El verdadero éxito del código no radicará únicamente en su redacción, sino en su aplicación efectiva y en la capacidad del sistema de autorregulación para resolver las controversias que surjan. Este es, sin duda, un paso decisivo para cimentar la confianza del público en el entorno digital. Lejos de ser una cortapisa a la creatividad, esta nueva normativa debe entenderse como una garantía de sostenibilidad para un modelo de negocio que, para ser viable a largo plazo, necesita ineludiblemente ser transparente.
Cuestiones clave de la nueva regulación
¿Cuál es la principal obligación que introduce el código?
La obligación fundamental es identificar de forma explícita, clara y visible cualquier contenido publicitario. El objetivo es que el usuario sepa que está ante publicidad antes de interactuar con el contenido.
¿Qué se considera «contenido publicitario»?
Cualquier publicación por la que el influencer reciba una contraprestación, ya sea un pago monetario o en especie (productos, servicios, viajes, etc.), a cambio de promocionar un producto o servicio. También se incluyen los contenidos de autopromoción de productos o servicios del propio creador.
¿Qué etiquetas son válidas para identificar la publicidad?

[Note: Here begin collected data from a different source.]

use std::collections::{HashMap, HashSet};

use thiserror::Error;

use crate::game::{ToggleControl, Track};

#[derive(Debug, Error, PartialEq, Eq)]
pub enum BindError {
    #[error("toggle control '{id}' is not registered")]
    MissingToggle { id: String },

    #[error("audio player '{id}' is not registered")]
    MissingPlayer { id: String },

    #[error("element identifier '{id}' is bound more than once")]
    DuplicateId { id: String },
}

/// External identifiers of the six elements the controller binds to.
#[derive(Debug, Clone, PartialEq, Eq)]
pub struct ElementIds {
    toggles: [String; 3],
    players: [String; 3],
}

impl ElementIds {
    pub fn new(toggles: [String; 3], players: [String; 3]) -> Self {
        Self { toggles, players }
    }

    pub fn toggle_id(&self, track: Track) -> &str {
        &self.toggles[track.index()]
    }

    pub fn audio_id(&self, track: Track) -> &str {
        &self.players[track.index()]
    }

    /// First identifier that appears twice among the six, if any.
    pub fn first_duplicate(&self) -> Option<&str> {
        let mut seen = HashSet::new();
        self.toggles
            .iter()
            .chain(self.players.iter())
            .map(String::as_str)
            .find(|id| !seen.insert(*id))
    }

    pub fn track_for_toggle(&self, id: &str) -> Option<Track> {
        Track::ALL
            .into_iter()
            .find(|track| self.toggle_id(*track) == id)
    }
}

impl Default for ElementIds {
    fn default() -> Self {
        let toggles = Track::ALL.map(|track| format!("toggle_{track}"));
        let players = Track::ALL.map(|track| format!("audio_{track}"));
        Self { toggles, players }
    }
}

/// Elements the host exposes, addressed by identifier.
#[derive(Debug)]
pub struct ElementRegistry<P> {
    toggles: HashMap<String, ToggleControl>,
    players: HashMap<String, P>,
}

impl<P> Default for ElementRegistry<P> {
    fn default() -> Self {
        Self {
            toggles: HashMap::new(),
            players: HashMap::new(),
        }
    }
}

impl<P> ElementRegistry<P> {
    pub fn register_toggle(&mut self, id: impl Into<String>, toggle: ToggleControl) {
        let id = id.into();
        tracing::debug!(%id, "registering toggle control");
        self.toggles.insert(id, toggle);
    }

    pub fn register_player(&mut self, id: impl Into<String>, player: P) {
        let id = id.into();
        tracing::debug!(%id, "registering audio player");
        self.players.insert(id, player);
    }

    pub fn has_toggle(&self, id: &str) -> bool {
        self.toggles.contains_key(id)
    }

    pub fn has_player(&self, id: &str) -> bool {
        self.players.contains_key(id)
    }

    pub fn take_toggle(&mut self, id: &str) -> Option<ToggleControl> {
        self.toggles.remove(id)
    }

    pub fn take_player(&mut self, id: &str) -> Option<P> {
        self.players.remove(id)
    }

    pub fn element_count(&self) -> usize {
        self.toggles.len() + self.players.len()
    }
}

#[cfg(test)]
mod tests {
    use super::*;

    #[test]
    fn default_ids_follow_page_naming() {
        let ids = ElementIds::default();
        assert_eq!(ids.toggle_id(Track::Menu), "toggle_menu");
        assert_eq!(ids.audio_id(Track::Battle), "audio_battle");
        assert_eq!(ids.track_for_toggle("toggle_ambient"), Some(Track::Ambient));
        assert_eq!(ids.track_for_toggle("audio_ambient"), None);
        assert_eq!(ids.first_duplicate(), None);
    }

    #[test]
    fn finds_repeated_id_across_kinds() {
        let ids = ElementIds::new(
            ["a".into(), "b".into(), "c".into()],
            ["d".into(), "b".into(), "e".into()],
        );
        assert_eq!(ids.first_duplicate(), Some("b"));
    }

    #[test]
    fn take_removes_element() {
        let mut registry: ElementRegistry<()> = ElementRegistry::default();
        registry.register_toggle("toggle_menu", ToggleControl::default());
        registry.register_player("audio_menu", ());
        assert_eq!(registry.element_count(), 2);
        assert!(registry.take_toggle("toggle_menu").is_some());
        assert!(registry.take_toggle("toggle_menu").is_none());
        assert_eq!(registry.element_count(), 1);
    }
}
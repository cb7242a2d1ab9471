pub mod engine;
pub mod game;
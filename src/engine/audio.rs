use std::fs::File;
use std::io::BufReader;
use std::path::Path;

use anyhow::{Context, Result};
use rodio::source::Buffered;
use rodio::{Decoder, OutputStream, OutputStreamBuilder, Sink, Source};

/// A playable media handle with play/pause and an output volume.
pub trait AudioPlayer {
    fn play(&mut self);
    fn pause(&mut self);
    fn is_playing(&self) -> bool;
    fn volume(&self) -> f32;
    /// Values outside `[0, 1]` are clamped.
    fn set_volume(&mut self, volume: f32);
}

impl<P: AudioPlayer + ?Sized> AudioPlayer for Box<P> {
    fn play(&mut self) {
        (**self).play();
    }

    fn pause(&mut self) {
        (**self).pause();
    }

    fn is_playing(&self) -> bool {
        (**self).is_playing()
    }

    fn volume(&self) -> f32 {
        (**self).volume()
    }

    fn set_volume(&mut self, volume: f32) {
        (**self).set_volume(volume);
    }
}

pub fn clamp_volume(volume: f32) -> f32 {
    if volume.is_nan() {
        0.0
    } else {
        volume.clamp(0.0, 1.0)
    }
}

/// Records playback state without producing sound.
#[derive(Debug, Clone, PartialEq)]
pub struct SilentPlayer {
    playing: bool,
    volume: f32,
    play_calls: u32,
}

impl SilentPlayer {
    pub fn play_calls(&self) -> u32 {
        self.play_calls
    }
}

impl Default for SilentPlayer {
    fn default() -> Self {
        Self {
            playing: false,
            volume: 1.0,
            play_calls: 0,
        }
    }
}

impl AudioPlayer for SilentPlayer {
    fn play(&mut self) {
        self.playing = true;
        self.play_calls += 1;
    }

    fn pause(&mut self) {
        self.playing = false;
    }

    fn is_playing(&self) -> bool {
        self.playing
    }

    fn volume(&self) -> f32 {
        self.volume
    }

    fn set_volume(&mut self, volume: f32) {
        self.volume = clamp_volume(volume);
    }
}

type FileSource = Buffered<Decoder<BufReader<File>>>;

/// One sink per track on the shared output mixer.
pub struct RodioPlayer {
    sink: Sink,
    source: FileSource,
    looping: bool,
}

impl RodioPlayer {
    fn open(stream: &OutputStream, path: &Path, looping: bool) -> Result<Self> {
        let file = File::open(path)
            .with_context(|| format!("failed to open audio file {}", path.display()))?;
        let source = Decoder::new(BufReader::new(file))
            .with_context(|| format!("failed to decode audio file {}", path.display()))?
            .buffered();

        let sink = Sink::connect_new(stream.mixer());
        sink.pause();
        tracing::debug!(path = %path.display(), looping, "audio player loaded");
        Ok(Self {
            sink,
            source,
            looping,
        })
    }

    fn enqueue(&self) {
        if self.looping {
            self.sink.append(self.source.clone().repeat_infinite());
        } else {
            self.sink.append(self.source.clone());
        }
    }
}

impl AudioPlayer for RodioPlayer {
    fn play(&mut self) {
        // A finished one-shot track restarts from the top.
        if self.sink.empty() {
            self.enqueue();
        }
        self.sink.play();
    }

    fn pause(&mut self) {
        self.sink.pause();
    }

    fn is_playing(&self) -> bool {
        !self.sink.is_paused() && !self.sink.empty()
    }

    fn volume(&self) -> f32 {
        self.sink.volume()
    }

    fn set_volume(&mut self, volume: f32) {
        self.sink.set_volume(clamp_volume(volume));
    }
}

/// Owns the output device, or nothing when running silent.
pub struct AudioEngine {
    stream: Option<OutputStream>,
}

impl AudioEngine {
    pub fn open_default() -> Result<Self> {
        let mut stream = OutputStreamBuilder::open_default_stream()
            .context("failed to open default audio output")?;
        stream.log_on_drop(false);
        tracing::info!(target: "jukebox", "audio output opened");
        Ok(Self {
            stream: Some(stream),
        })
    }

    pub fn silent() -> Self {
        tracing::info!(target: "jukebox", "audio engine in silent mode");
        Self { stream: None }
    }

    pub fn is_silent(&self) -> bool {
        self.stream.is_none()
    }

    pub fn load_player(&self, path: &Path, looping: bool) -> Result<Box<dyn AudioPlayer>> {
        match &self.stream {
            Some(stream) => Ok(Box::new(RodioPlayer::open(stream, path, looping)?)),
            None => {
                tracing::trace!(path = %path.display(), "silent player stands in for track");
                Ok(Box::new(SilentPlayer::default()))
            }
        }
    }
}
use jukebox::engine::audio::SilentPlayer;
use jukebox::engine::resources::{BindError, ElementIds, ElementRegistry};
use jukebox::game::{ExclusiveTrackController, Selection, ToggleControl, Track};

fn full_registry(ids: &ElementIds) -> ElementRegistry<SilentPlayer> {
    let mut registry = ElementRegistry::default();
    for track in Track::ALL {
        registry.register_toggle(ids.toggle_id(track), ToggleControl::new(false));
        registry.register_player(ids.audio_id(track), SilentPlayer::default());
    }
    registry
}

#[test]
fn test_bind_takes_all_elements() {
    let ids = ElementIds::default();
    let mut registry = full_registry(&ids);
    let mut controller = ExclusiveTrackController::bind(&mut registry, &ids).unwrap();
    assert_eq!(registry.element_count(), 0);

    controller.initialize();
    assert_eq!(controller.selection(), Selection::MenuSelected);
}

#[test]
fn test_missing_toggle_fails_fast() {
    let ids = ElementIds::default();
    let mut registry = full_registry(&ids);
    registry.take_toggle("toggle_ambient");

    let err = ExclusiveTrackController::bind(&mut registry, &ids).unwrap_err();
    assert_eq!(
        err,
        BindError::MissingToggle {
            id: "toggle_ambient".to_string()
        }
    );
    // Nothing was taken out.
    assert_eq!(registry.element_count(), 5);
}

#[test]
fn test_missing_player_fails_fast() {
    let ids = ElementIds::default();
    let mut registry = full_registry(&ids);
    registry.take_player("audio_battle");

    let err = ExclusiveTrackController::bind(&mut registry, &ids).unwrap_err();
    assert_eq!(err.to_string(), "audio player 'audio_battle' is not registered");
    assert_eq!(registry.element_count(), 5);
}

#[test]
fn test_empty_registry_reports_first_missing_element() {
    let ids = ElementIds::default();
    let mut registry: ElementRegistry<SilentPlayer> = ElementRegistry::default();
    let err = ExclusiveTrackController::bind(&mut registry, &ids).unwrap_err();
    assert_eq!(
        err,
        BindError::MissingToggle {
            id: "toggle_menu".to_string()
        }
    );
}

#[test]
fn test_repeated_id_fails_before_taking_anything() {
    let ids = ElementIds::new(
        ["toggle_menu".into(), "toggle_ambient".into(), "toggle_menu".into()],
        ["audio_menu".into(), "audio_ambient".into(), "audio_battle".into()],
    );
    let mut registry = full_registry(&ElementIds::default());
    assert_eq!(registry.element_count(), 6);

    let err = ExclusiveTrackController::bind(&mut registry, &ids).unwrap_err();
    assert_eq!(
        err,
        BindError::DuplicateId {
            id: "toggle_menu".to_string()
        }
    );
    assert_eq!(registry.element_count(), 6);
}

El código recomienda usar términos inequívocos y en español como «Publicidad», «Publi» o «Patrocinado por». Expresiones ambiguas, en otros idiomas o que requieran que el usuario realice una acción para verlas (como «#ad» o «colab») no se consideran suficientes.

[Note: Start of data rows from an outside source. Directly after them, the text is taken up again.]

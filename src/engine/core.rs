use std::collections::HashSet;
use std::path::{Path, PathBuf};

use anyhow::{Context, Result};
use ron::extensions::Extensions;
use serde::{Deserialize, Serialize};
use thiserror::Error;

use super::resources::ElementIds;
use crate::game::{StartupState, Track};

#[derive(Debug, Error, PartialEq)]
pub enum ConfigError {
    #[error("volume {volume} for track '{track}' is outside 0.0..=1.0")]
    VolumeOutOfRange { track: Track, volume: f32 },

    #[error("element identifier '{id}' is used more than once")]
    DuplicateId { id: String },
}

/// Per-track overrides. Unset fields fall back to the page defaults for
/// that track (`toggle_<track>`, `audio_<track>`, `audio/<track>.ogg`).
#[derive(Debug, Clone, PartialEq, Serialize, Deserialize)]
#[serde(default)]
pub struct TrackConfig {
    pub toggle_id: Option<String>,
    pub audio_id: Option<String>,
    /// Relative to [`JukeboxConfig::asset_root`] unless absolute.
    pub source: Option<PathBuf>,
    pub volume: Option<f32>,
    pub looping: bool,
}

impl Default for TrackConfig {
    fn default() -> Self {
        Self {
            toggle_id: None,
            audio_id: None,
            source: None,
            volume: None,
            looping: true,
        }
    }
}

#[derive(Debug, Clone, PartialEq, Serialize, Deserialize)]
#[serde(default)]
pub struct JukeboxConfig {
    pub app_name: String,
    pub asset_root: PathBuf,
    pub default_track: Option<Track>,
    pub silent: bool,
    pub menu: TrackConfig,
    pub ambient: TrackConfig,
    pub battle: TrackConfig,
}

impl Default for JukeboxConfig {
    fn default() -> Self {
        Self {
            app_name: "Jukebox".to_string(),
            asset_root: PathBuf::from("assets"),
            default_track: Some(Track::Menu),
            silent: false,
            menu: TrackConfig::default(),
            ambient: TrackConfig::default(),
            battle: TrackConfig::default(),
        }
    }
}

impl JukeboxConfig {
    pub fn load(path: &Path) -> Result<Self> {
        let text = std::fs::read_to_string(path)
            .with_context(|| format!("failed to read config {}", path.display()))?;
        let config = Self::from_ron(&text)
            .with_context(|| format!("invalid config {}", path.display()))?;
        tracing::debug!(path = %path.display(), "config loaded");
        Ok(config)
    }

    pub fn from_ron(text: &str) -> Result<Self> {
        let config: Self = ron::Options::default()
            .with_default_extension(Extensions::IMPLICIT_SOME)
            .from_str(text)
            .context("failed to parse RON")?;
        config.validate()?;
        Ok(config)
    }

    pub fn validate(&self) -> Result<(), ConfigError> {
        let mut seen = HashSet::new();
        for track in Track::ALL {
            let volume = self.volume(track);
            if !(0.0..=1.0).contains(&volume) {
                return Err(ConfigError::VolumeOutOfRange { track, volume });
            }
            for id in [self.toggle_id(track), self.audio_id(track)] {
                if !seen.insert(id.clone()) {
                    return Err(ConfigError::DuplicateId { id });
                }
            }
        }
        Ok(())
    }

    pub fn track(&self, track: Track) -> &TrackConfig {
        match track {
            Track::Menu => &self.menu,
            Track::Ambient => &self.ambient,
            Track::Battle => &self.battle,
        }
    }

    pub fn toggle_id(&self, track: Track) -> String {
        self.track(track)
            .toggle_id
            .clone()
            .unwrap_or_else(|| format!("toggle_{track}"))
    }

    pub fn audio_id(&self, track: Track) -> String {
        self.track(track)
            .audio_id
            .clone()
            .unwrap_or_else(|| format!("audio_{track}"))
    }

    /// Battle defaults to half volume.
    pub fn volume(&self, track: Track) -> f32 {
        self.track(track)
            .volume
            .unwrap_or(if track == Track::Battle { 0.5 } else { 1.0 })
    }

    pub fn source_path(&self, track: Track) -> PathBuf {
        match &self.track(track).source {
            Some(source) => self.asset_root.join(source),
            None => self.asset_root.join(format!("audio/{track}.ogg")),
        }
    }

    pub fn element_ids(&self) -> ElementIds {
        ElementIds::new(
            Track::ALL.map(|t| self.toggle_id(t)),
            Track::ALL.map(|t| self.audio_id(t)),
        )
    }

    pub fn startup_state(&self) -> StartupState {
        StartupState {
            default_track: self.default_track,
            volumes: Track::ALL.map(|t| self.volume(t)),
        }
    }
}

#[cfg(test)]
mod tests {
    use super::*;

    #[test]
    fn defaults_match_page_layout() {
        let config = JukeboxConfig::default();
        assert!(config.validate().is_ok());
        assert_eq!(config.element_ids(), ElementIds::default());
        assert_eq!(config.startup_state(), StartupState::default());
        assert_eq!(
            config.source_path(Track::Ambient),
            PathBuf::from("assets/audio/ambient.ogg")
        );
    }

    #[test]
    fn partial_ron_keeps_defaults() {
        let config = JukeboxConfig::from_ron(
            r#"(
                silent: true,
                battle: (volume: 0.25, source: "sfx/war.ogg", looping: false),
            )"#,
        )
        .unwrap();
        assert!(config.silent);
        assert_eq!(config.volume(Track::Battle), 0.25);
        assert!(!config.battle.looping);
        assert_eq!(config.toggle_id(Track::Battle), "toggle_battle");
        assert_eq!(
            config.source_path(Track::Battle),
            PathBuf::from("assets/sfx/war.ogg")
        );
        assert_eq!(config.menu, TrackConfig::default());
        assert_eq!(config.default_track, Some(Track::Menu));
    }

    #[test]
    fn default_track_can_be_cleared() {
        let config = JukeboxConfig::from_ron("(default_track: None)").unwrap();
        assert_eq!(config.startup_state().default_track, None);
    }

    #[test]
    fn rejects_out_of_range_volume() {
        let mut config = JukeboxConfig::default();
        config.ambient.volume = Some(1.5);
        assert_eq!(
            config.validate(),
            Err(ConfigError::VolumeOutOfRange {
                track: Track::Ambient,
                volume: 1.5
            })
        );
    }

    #[test]
    fn rejects_duplicate_ids() {
        let mut config = JukeboxConfig::default();
        config.battle.toggle_id = Some("toggle_menu".to_string());
        assert_eq!(
            config.validate(),
            Err(ConfigError::DuplicateId {
                id: "toggle_menu".to_string()
            })
        );
    }

    #[test]
    fn shipped_config_matches_defaults() {
        let config = JukeboxConfig::from_ron(include_str!("../../jukebox.ron")).unwrap();
        assert_eq!(config.element_ids(), ElementIds::default());
        assert_eq!(config.startup_state(), StartupState::default());
    }

    #[test]
    fn garbage_is_a_parse_error() {
        assert!(JukeboxConfig::from_ron("(silent: maybe)").is_err());
    }
}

¿A quién afecta este Código de Conducta?
El código es de obligado cumplimiento para todas las empresas, agencias e influencers que estén adheridos, directa o indirectamente, a Autocontrol. Dado que la gran mayoría de grandes anunciantes en España forman parte de este organismo, su ámbito de aplicación es, en la práctica, muy extenso.
¿Quién es el responsable en caso de incumplimiento?
La responsabilidad es compartida. Recae tanto sobre el influencer que publica el contenido como sobre la marca anunciante y la agencia de representación que gestiona la colaboración. Todas las partes deben velar por el correcto cumplimiento de la normativa.